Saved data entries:
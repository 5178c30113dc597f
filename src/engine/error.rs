//! Error taxonomy for admission.

use std::any::Any;
use thiserror::Error;

/// Why a transaction was not admitted into the window.
#[derive(Debug, Clone, PartialEq, Error)]
pub enum AdmissionError {
    #[error("invalid transaction: {0}")]
    InvalidInput(String),

    #[error("transaction timestamp {timestamp} is in the future (now = {now})")]
    FutureTimestamp { timestamp: i64, now: i64 },

    #[error("transaction timestamp {timestamp} is older than the window cutoff {cutoff}")]
    ExpiredTimestamp { timestamp: i64, cutoff: i64 },

    /// A panic was caught while admitting the transaction.
    #[error("transaction could not be recorded: {0}")]
    Internal(String),
}

impl AdmissionError {
    /// Short machine-readable reason, used as a structured log field.
    pub fn reason(&self) -> &'static str {
        match self {
            AdmissionError::InvalidInput(_) => "invalid_input",
            AdmissionError::FutureTimestamp { .. } => "future_timestamp",
            AdmissionError::ExpiredTimestamp { .. } => "expired_timestamp",
            AdmissionError::Internal(_) => "internal",
        }
    }
}

/// Best-effort text of a caught panic payload.
pub(crate) fn panic_message(payload: &(dyn Any + Send)) -> String {
    if let Some(msg) = payload.downcast_ref::<&str>() {
        (*msg).to_string()
    } else if let Some(msg) = payload.downcast_ref::<String>() {
        msg.clone()
    } else {
        "unknown panic".to_string()
    }
}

__PROMPT__:
Nothing in the entries should be left out; please reproduce them all exactly.

__FINISHED TASK__:
repository 5178c30113dc597f
filename src/engine/error.rs
//! Error taxonomy for admission.

use std::any::Any;
use thiserror::Error;

/// Why a transaction was not admitted into the window.
#[derive(Debug, Clone, PartialEq, Error)]
pub enum AdmissionError {
    #[error("invalid transaction: {0}")]
    InvalidInput(String),

    #[error("transaction timestamp {timestamp} is in the future (now = {now})")]
    FutureTimestamp { timestamp: i64, now: i64 },

    #[error("transaction timestamp {timestamp} is older than the window cutoff {cutoff}")]
    ExpiredTimestamp { timestamp: i64, cutoff: i64 },

    /// A panic was caught while admitting the transaction.
    #[error("transaction could not be recorded: {0}")]
    Internal(String),
}

impl AdmissionError {
    /// Short machine-readable reason, used as a structured log field.
    pub fn reason(&self) -> &'static str {
        match self {
            AdmissionError::InvalidInput(_) => "invalid_input",
            AdmissionError::FutureTimestamp { .. } => "future_timestamp",
            AdmissionError::ExpiredTimestamp { .. } => "expired_timestamp",
            AdmissionError::Internal(_) => "internal",
        }
    }
}

/// Best-effort text of a caught panic payload.
pub(crate) fn panic_message(payload: &(dyn Any + Send)) -> String {
    if let Some(msg) = payload.downcast_ref::<&str>() {
        (*msg).to_string()
    } else if let Some(msg) = payload.downcast_ref::<String>() {
        msg.clone()
    } else {
        "unknown panic".to_string()
    }
}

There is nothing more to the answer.